-- Data follows --
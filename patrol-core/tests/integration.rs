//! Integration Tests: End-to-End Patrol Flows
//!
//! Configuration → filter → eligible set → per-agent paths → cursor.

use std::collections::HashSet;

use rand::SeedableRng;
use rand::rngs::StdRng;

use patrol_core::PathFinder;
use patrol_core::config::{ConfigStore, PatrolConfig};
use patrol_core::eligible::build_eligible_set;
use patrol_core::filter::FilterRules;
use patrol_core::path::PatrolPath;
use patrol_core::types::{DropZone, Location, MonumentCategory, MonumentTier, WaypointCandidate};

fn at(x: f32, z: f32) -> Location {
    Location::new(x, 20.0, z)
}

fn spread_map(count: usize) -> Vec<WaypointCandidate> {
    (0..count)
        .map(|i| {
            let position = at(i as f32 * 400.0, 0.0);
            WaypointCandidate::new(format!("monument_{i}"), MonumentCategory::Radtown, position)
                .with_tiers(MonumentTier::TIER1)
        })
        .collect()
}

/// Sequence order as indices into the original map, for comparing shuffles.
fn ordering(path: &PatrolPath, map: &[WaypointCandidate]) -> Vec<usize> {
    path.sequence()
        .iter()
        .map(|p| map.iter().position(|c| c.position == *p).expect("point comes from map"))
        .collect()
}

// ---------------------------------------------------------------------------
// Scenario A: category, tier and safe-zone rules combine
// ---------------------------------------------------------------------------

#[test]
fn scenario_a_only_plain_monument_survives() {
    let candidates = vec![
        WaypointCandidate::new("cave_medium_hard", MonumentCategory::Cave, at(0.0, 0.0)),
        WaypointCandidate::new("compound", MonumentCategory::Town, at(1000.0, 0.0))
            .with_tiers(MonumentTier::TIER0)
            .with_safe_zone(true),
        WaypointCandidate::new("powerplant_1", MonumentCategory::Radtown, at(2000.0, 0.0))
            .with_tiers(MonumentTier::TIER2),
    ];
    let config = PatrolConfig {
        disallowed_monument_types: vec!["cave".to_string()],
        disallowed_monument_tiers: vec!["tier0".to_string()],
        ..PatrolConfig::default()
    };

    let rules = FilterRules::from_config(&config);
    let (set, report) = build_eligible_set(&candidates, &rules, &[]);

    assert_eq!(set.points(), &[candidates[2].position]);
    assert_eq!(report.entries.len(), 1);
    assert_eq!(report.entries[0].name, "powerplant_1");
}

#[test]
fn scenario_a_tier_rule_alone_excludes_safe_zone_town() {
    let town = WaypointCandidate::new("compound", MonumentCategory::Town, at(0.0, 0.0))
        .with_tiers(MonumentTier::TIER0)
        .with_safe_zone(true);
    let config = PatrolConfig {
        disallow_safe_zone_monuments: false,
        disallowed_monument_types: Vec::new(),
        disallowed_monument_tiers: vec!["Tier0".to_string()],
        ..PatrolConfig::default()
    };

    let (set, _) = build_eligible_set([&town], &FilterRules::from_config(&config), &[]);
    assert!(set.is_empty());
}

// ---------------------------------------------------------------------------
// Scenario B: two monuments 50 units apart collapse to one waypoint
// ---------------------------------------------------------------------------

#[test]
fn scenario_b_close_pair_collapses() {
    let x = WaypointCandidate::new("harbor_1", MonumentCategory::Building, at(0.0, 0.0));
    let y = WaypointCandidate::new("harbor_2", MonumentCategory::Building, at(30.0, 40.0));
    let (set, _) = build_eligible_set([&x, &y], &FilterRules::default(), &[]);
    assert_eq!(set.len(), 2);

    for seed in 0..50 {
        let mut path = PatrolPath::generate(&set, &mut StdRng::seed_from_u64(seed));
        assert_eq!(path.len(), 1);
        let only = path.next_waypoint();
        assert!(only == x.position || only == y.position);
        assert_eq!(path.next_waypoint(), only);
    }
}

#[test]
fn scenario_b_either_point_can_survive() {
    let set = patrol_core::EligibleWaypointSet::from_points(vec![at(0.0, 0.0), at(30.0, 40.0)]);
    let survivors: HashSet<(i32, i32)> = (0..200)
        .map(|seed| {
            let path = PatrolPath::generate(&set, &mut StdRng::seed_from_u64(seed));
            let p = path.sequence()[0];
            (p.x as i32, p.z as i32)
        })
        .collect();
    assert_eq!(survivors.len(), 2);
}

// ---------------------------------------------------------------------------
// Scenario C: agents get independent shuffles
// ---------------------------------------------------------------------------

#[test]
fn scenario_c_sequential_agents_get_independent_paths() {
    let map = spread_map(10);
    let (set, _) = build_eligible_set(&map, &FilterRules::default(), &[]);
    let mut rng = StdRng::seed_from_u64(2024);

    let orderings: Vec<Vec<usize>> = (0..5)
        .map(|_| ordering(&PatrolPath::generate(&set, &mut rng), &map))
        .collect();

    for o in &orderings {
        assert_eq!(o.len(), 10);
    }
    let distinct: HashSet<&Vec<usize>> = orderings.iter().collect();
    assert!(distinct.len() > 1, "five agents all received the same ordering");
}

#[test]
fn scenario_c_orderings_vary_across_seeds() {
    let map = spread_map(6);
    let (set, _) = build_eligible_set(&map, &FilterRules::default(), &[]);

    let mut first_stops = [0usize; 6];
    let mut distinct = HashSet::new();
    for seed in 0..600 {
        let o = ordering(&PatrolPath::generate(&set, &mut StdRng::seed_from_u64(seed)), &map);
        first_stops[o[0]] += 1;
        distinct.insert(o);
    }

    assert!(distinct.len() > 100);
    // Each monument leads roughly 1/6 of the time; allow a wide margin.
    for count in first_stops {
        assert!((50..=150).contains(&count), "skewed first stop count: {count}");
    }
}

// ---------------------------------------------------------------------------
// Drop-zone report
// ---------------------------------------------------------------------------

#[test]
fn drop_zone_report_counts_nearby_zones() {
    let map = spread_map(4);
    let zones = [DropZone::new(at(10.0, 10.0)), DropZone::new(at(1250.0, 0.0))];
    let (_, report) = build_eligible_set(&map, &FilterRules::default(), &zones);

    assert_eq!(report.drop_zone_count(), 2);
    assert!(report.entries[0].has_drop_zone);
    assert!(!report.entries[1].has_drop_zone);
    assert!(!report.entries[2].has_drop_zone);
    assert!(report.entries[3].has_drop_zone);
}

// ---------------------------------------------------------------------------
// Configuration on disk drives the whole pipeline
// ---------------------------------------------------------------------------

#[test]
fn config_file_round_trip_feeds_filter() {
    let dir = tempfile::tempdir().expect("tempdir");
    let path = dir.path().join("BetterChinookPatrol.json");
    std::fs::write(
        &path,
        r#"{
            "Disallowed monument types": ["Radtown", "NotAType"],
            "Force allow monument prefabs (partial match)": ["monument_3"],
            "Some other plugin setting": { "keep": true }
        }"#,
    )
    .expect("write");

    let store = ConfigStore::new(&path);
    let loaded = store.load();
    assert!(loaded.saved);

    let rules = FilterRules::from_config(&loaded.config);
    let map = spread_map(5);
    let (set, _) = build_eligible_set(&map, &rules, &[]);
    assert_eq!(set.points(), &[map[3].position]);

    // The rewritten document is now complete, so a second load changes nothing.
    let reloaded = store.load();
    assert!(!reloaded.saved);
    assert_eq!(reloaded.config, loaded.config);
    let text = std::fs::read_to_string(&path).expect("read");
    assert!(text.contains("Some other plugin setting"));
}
-- Data concluded --
Exercise: All of the data above must be set down again exactly.

Task result:
filename patrol-core/tests/integration.rs
//! Integration Tests: End-to-End Patrol Flows
//!
//! Configuration → filter → eligible set → per-agent paths → cursor.

use std::collections::HashSet;

use rand::SeedableRng;
use rand::rngs::StdRng;

use patrol_core::PathFinder;
use patrol_core::config::{ConfigStore, PatrolConfig};
use patrol_core::eligible::build_eligible_set;
use patrol_core::filter::FilterRules;
use patrol_core::path::PatrolPath;
use patrol_core::types::{DropZone, Location, MonumentCategory, MonumentTier, WaypointCandidate};

fn at(x: f32, z: f32) -> Location {
    Location::new(x, 20.0, z)
}

fn spread_map(count: usize) -> Vec<WaypointCandidate> {
    (0..count)
        .map(|i| {
            let position = at(i as f32 * 400.0, 0.0);
            WaypointCandidate::new(format!("monument_{i}"), MonumentCategory::Radtown, position)
                .with_tiers(MonumentTier::TIER1)
        })
        .collect()
}

/// Sequence order as indices into the original map, for comparing shuffles.
fn ordering(path: &PatrolPath, map: &[WaypointCandidate]) -> Vec<usize> {
    path.sequence()
        .iter()
        .map(|p| map.iter().position(|c| c.position == *p).expect("point comes from map"))
        .collect()
}

// ---------------------------------------------------------------------------
// Scenario A: category, tier and safe-zone rules combine
// ---------------------------------------------------------------------------

#[test]
fn scenario_a_only_plain_monument_survives() {
    let candidates = vec![
        WaypointCandidate::new("cave_medium_hard", MonumentCategory::Cave, at(0.0, 0.0)),
        WaypointCandidate::new("compound", MonumentCategory::Town, at(1000.0, 0.0))
            .with_tiers(MonumentTier::TIER0)
            .with_safe_zone(true),
        WaypointCandidate::new("powerplant_1", MonumentCategory::Radtown, at(2000.0, 0.0))
            .with_tiers(MonumentTier::TIER2),
    ];
    let config = PatrolConfig {
        disallowed_monument_types: vec!["cave".to_string()],
        disallowed_monument_tiers: vec!["tier0".to_string()],
        ..PatrolConfig::default()
    };

    let rules = FilterRules::from_config(&config);
    let (set, report) = build_eligible_set(&candidates, &rules, &[]);

    assert_eq!(set.points(), &[candidates[2].position]);
    assert_eq!(report.entries.len(), 1);
    assert_eq!(report.entries[0].name, "powerplant_1");
}

#[test]
fn scenario_a_tier_rule_alone_excludes_safe_zone_town() {
    let town = WaypointCandidate::new("compound", MonumentCategory::Town, at(0.0, 0.0))
        .with_tiers(MonumentTier::TIER0)
        .with_safe_zone(true);
    let config = PatrolConfig {
        disallow_safe_zone_monuments: false,
        disallowed_monument_types: Vec::new(),
        disallowed_monument_tiers: vec!["Tier0".to_string()],
        ..PatrolConfig::default()
    };

    let (set, _) = build_eligible_set([&town], &FilterRules::from_config(&config), &[]);
    assert!(set.is_empty());
}

// ---------------------------------------------------------------------------
// Scenario B: two monuments 50 units apart collapse to one waypoint
// ---------------------------------------------------------------------------

#[test]
fn scenario_b_close_pair_collapses() {
    let x = WaypointCandidate::new("harbor_1", MonumentCategory::Building, at(0.0, 0.0));
    let y = WaypointCandidate::new("harbor_2", MonumentCategory::Building, at(30.0, 40.0));
    let (set, _) = build_eligible_set([&x, &y], &FilterRules::default(), &[]);
    assert_eq!(set.len(), 2);

    for seed in 0..50 {
        let mut path = PatrolPath::generate(&set, &mut StdRng::seed_from_u64(seed));
        assert_eq!(path.len(), 1);
        let only = path.next_waypoint();
        assert!(only == x.position || only == y.position);
        assert_eq!(path.next_waypoint(), only);
    }
}

#[test]
fn scenario_b_either_point_can_survive() {
    let set = patrol_core::EligibleWaypointSet::from_points(vec![at(0.0, 0.0), at(30.0, 40.0)]);
    let survivors: HashSet<(i32, i32)> = (0..200)
        .map(|seed| {
            let path = PatrolPath::generate(&set, &mut StdRng::seed_from_u64(seed));
            let p = path.sequence()[0];
            (p.x as i32, p.z as i32)
        })
        .collect();
    assert_eq!(survivors.len(), 2);
}

// ---------------------------------------------------------------------------
// Scenario C: agents get independent shuffles
// ---------------------------------------------------------------------------

#[test]
fn scenario_c_sequential_agents_get_independent_paths() {
    let map = spread_map(10);
    let (set, _) = build_eligible_set(&map, &FilterRules::default(), &[]);
    let mut rng = StdRng::seed_from_u64(2024);

    let orderings: Vec<Vec<usize>> = (0..5)
        .map(|_| ordering(&PatrolPath::generate(&set, &mut rng), &map))
        .collect();

    for o in &orderings {
        assert_eq!(o.len(), 10);
    }
    let distinct: HashSet<&Vec<usize>> = orderings.iter().collect();
    assert!(distinct.len() > 1, "five agents all received the same ordering");
}

#[test]
fn scenario_c_orderings_vary_across_seeds() {
    let map = spread_map(6);
    let (set, _) = build_eligible_set(&map, &FilterRules::default(), &[]);

    let mut first_stops = [0usize; 6];
    let mut distinct = HashSet::new();
    for seed in 0..600 {
        let o = ordering(&PatrolPath::generate(&set, &mut StdRng::seed_from_u64(seed)), &map);
        first_stops[o[0]] += 1;
        distinct.insert(o);
    }

    assert!(distinct.len() > 100);
    // Each monument leads roughly 1/6 of the time; allow a wide margin.
    for count in first_stops {
        assert!((50..=150).contains(&count), "skewed first stop count: {count}");
    }
}

// ---------------------------------------------------------------------------
// Drop-zone report
// ---------------------------------------------------------------------------

#[test]
fn drop_zone_report_counts_nearby_zones() {
    let map = spread_map(4);
    let zones = [DropZone::new(at(10.0, 10.0)), DropZone::new(at(1250.0, 0.0))];
    let (_, report) = build_eligible_set(&map, &FilterRules::default(), &zones);

    assert_eq!(report.drop_zone_count(), 2);
    assert!(report.entries[0].has_drop_zone);
    assert!(!report.entries[1].has_drop_zone);
    assert!(!report.entries[2].has_drop_zone);
    assert!(report.entries[3].has_drop_zone);
}

// ---------------------------------------------------------------------------
// Configuration on disk drives the whole pipeline
// ---------------------------------------------------------------------------

#[test]
fn config_file_round_trip_feeds_filter() {
    let dir = tempfile::tempdir().expect("tempdir");
    let path = dir.path().join("BetterChinookPatrol.json");
    std::fs::write(
        &path,
        r#"{
            "Disallowed monument types": ["Radtown", "NotAType"],
            "Force allow monument prefabs (partial match)": ["monument_3"],
            "Some other plugin setting": { "keep": true }
        }"#,
    )
    .expect("write");

    let store = ConfigStore::new(&path);
    let loaded = store.load();
    assert!(loaded.saved);

    let rules = FilterRules::from_config(&loaded.config);
    let map = spread_map(5);
    let (set, _) = build_eligible_set(&map, &rules, &[]);
    assert_eq!(set.points(), &[map[3].position]);

    // The rewritten document is now complete, so a second load changes nothing.
    let reloaded = store.load();
    assert!(!reloaded.saved);
    assert_eq!(reloaded.config, loaded.config);
    let text = std::fs::read_to_string(&path).expect("read");
    assert!(text.contains("Some other plugin setting"));
}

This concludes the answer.